WHAT IS BEING ASKED:
Whenever a line in the entries below contains the string "trace", copy that line.

*** MATERIAL TO PROCESS

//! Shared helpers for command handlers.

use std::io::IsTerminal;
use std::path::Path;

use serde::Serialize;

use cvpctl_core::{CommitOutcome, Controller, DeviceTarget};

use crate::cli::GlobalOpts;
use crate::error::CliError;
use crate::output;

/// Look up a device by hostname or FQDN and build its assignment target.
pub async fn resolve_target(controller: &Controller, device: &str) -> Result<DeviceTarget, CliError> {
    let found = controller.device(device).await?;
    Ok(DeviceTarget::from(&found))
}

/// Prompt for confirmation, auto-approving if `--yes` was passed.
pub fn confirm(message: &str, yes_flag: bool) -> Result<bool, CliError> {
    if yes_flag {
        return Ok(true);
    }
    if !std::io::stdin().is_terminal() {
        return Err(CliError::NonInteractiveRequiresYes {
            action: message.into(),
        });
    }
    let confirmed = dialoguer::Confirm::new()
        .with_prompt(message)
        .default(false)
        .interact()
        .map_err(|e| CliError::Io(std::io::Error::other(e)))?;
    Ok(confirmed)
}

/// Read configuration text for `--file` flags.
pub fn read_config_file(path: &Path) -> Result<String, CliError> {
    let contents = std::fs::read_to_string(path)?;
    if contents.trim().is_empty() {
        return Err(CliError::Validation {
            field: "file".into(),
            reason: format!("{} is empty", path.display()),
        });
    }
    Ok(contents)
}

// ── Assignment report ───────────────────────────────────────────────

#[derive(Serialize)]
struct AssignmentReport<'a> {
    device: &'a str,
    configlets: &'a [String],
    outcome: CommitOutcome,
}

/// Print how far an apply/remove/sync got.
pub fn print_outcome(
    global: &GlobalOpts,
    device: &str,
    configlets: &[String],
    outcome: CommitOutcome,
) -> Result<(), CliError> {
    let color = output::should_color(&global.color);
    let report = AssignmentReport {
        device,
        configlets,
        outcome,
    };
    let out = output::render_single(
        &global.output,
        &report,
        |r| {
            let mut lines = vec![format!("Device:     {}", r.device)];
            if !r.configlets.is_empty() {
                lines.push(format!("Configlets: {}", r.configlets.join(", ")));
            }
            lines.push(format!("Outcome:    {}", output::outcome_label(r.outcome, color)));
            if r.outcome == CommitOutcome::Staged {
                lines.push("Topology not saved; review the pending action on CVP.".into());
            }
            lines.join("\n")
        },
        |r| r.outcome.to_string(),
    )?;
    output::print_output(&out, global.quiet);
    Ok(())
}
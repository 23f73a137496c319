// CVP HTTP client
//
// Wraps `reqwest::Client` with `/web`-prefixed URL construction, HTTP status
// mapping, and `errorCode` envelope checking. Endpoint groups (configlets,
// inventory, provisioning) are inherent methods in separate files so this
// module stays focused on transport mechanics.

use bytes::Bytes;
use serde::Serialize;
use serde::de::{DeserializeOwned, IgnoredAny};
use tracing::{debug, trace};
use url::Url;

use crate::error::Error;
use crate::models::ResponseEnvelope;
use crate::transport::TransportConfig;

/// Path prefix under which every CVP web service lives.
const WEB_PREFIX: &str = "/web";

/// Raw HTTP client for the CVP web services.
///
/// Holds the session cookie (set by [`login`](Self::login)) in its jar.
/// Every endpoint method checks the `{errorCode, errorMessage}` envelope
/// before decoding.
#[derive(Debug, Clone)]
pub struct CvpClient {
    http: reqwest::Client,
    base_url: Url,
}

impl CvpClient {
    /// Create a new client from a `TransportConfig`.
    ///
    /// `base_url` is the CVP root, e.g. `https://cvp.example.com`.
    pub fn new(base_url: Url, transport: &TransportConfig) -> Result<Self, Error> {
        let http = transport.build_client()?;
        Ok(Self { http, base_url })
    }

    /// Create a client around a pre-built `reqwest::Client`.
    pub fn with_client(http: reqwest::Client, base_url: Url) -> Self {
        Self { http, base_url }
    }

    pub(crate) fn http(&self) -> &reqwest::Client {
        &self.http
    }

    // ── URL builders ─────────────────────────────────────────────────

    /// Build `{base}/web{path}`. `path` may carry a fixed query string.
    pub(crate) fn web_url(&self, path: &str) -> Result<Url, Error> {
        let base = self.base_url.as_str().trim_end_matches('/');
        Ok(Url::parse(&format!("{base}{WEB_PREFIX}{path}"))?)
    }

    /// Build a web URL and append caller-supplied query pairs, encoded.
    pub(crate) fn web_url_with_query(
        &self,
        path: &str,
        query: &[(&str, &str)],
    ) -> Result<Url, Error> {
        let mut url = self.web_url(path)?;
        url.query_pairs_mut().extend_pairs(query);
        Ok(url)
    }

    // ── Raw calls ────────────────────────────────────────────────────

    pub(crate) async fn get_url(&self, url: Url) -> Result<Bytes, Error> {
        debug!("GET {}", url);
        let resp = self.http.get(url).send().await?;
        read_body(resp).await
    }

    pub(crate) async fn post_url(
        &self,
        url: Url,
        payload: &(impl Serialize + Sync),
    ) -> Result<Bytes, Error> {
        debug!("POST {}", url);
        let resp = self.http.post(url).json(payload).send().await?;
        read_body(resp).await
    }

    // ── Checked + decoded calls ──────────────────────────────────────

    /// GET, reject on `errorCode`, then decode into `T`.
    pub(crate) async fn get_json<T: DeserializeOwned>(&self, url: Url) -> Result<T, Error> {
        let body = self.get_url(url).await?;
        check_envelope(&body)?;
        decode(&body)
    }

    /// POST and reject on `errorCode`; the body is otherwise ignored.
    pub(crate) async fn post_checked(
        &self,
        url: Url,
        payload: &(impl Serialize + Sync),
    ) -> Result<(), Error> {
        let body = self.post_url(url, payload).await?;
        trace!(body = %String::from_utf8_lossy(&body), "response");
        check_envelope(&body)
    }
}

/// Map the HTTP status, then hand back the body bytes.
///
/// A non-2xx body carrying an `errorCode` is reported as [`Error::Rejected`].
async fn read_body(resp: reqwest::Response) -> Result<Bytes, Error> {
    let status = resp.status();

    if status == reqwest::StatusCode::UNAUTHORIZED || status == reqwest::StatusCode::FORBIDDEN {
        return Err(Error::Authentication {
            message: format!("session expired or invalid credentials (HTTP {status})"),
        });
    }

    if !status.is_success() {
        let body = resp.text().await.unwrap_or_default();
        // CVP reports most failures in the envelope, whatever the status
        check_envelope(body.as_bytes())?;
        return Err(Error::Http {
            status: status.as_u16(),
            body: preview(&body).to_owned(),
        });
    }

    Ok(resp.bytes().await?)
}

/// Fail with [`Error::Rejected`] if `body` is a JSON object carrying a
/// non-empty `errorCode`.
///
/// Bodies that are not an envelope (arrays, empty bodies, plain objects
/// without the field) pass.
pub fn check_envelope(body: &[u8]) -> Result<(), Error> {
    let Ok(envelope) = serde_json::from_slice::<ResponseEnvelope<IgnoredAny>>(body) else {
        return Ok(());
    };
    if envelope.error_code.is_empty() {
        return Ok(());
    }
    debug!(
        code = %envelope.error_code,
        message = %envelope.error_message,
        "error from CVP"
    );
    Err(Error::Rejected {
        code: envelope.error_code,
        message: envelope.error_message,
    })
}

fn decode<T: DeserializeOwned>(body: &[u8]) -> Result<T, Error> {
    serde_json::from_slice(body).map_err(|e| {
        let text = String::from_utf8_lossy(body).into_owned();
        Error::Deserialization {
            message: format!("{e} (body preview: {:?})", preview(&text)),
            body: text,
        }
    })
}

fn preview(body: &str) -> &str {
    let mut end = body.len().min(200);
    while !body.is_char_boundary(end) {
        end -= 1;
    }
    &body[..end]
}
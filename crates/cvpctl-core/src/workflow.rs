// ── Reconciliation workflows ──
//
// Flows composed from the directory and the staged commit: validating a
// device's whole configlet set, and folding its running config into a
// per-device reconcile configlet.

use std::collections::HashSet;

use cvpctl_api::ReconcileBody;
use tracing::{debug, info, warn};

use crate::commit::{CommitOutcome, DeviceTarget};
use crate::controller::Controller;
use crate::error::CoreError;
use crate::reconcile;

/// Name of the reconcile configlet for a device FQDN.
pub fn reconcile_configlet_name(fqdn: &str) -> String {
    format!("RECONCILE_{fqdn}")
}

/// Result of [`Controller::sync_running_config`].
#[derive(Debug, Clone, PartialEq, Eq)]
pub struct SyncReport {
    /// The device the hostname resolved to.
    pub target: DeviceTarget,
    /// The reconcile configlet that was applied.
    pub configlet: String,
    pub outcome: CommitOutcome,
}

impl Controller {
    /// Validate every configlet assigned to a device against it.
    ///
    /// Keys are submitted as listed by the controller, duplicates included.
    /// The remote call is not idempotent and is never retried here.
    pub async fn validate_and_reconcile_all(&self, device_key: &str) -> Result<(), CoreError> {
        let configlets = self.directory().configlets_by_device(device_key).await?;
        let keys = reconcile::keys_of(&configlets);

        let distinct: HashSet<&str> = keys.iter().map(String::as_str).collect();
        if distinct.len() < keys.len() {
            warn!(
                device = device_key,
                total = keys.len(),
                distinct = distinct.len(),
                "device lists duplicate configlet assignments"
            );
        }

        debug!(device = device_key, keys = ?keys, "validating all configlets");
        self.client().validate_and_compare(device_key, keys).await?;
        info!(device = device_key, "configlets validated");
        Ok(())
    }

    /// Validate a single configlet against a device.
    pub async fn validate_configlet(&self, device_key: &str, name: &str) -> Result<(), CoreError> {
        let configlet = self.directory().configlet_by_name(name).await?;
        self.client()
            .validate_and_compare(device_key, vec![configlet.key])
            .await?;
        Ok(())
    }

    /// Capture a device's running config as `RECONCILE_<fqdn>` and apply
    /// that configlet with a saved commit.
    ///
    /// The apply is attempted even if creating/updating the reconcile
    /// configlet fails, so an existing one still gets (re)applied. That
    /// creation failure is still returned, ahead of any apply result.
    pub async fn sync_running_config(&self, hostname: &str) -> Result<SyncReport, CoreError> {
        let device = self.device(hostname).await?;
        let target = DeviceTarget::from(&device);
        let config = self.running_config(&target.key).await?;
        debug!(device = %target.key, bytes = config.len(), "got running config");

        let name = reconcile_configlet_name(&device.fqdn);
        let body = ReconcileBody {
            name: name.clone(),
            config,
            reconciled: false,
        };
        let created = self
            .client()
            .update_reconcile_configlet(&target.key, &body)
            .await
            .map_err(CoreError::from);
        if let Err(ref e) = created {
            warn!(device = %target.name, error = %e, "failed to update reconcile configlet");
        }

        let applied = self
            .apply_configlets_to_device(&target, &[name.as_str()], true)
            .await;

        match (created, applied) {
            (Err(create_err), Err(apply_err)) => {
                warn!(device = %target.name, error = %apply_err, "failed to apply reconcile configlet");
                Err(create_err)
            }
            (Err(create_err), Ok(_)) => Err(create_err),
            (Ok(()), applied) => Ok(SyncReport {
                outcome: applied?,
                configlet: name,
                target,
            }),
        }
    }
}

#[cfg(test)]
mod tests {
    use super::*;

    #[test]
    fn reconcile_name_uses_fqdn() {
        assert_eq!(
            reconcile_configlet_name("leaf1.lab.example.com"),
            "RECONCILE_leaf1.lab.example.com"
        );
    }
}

******

ANSWER TO THE EXERCISE:
use tracing::{debug, trace};
        trace!(body = %String::from_utf8_lossy(&body), "response");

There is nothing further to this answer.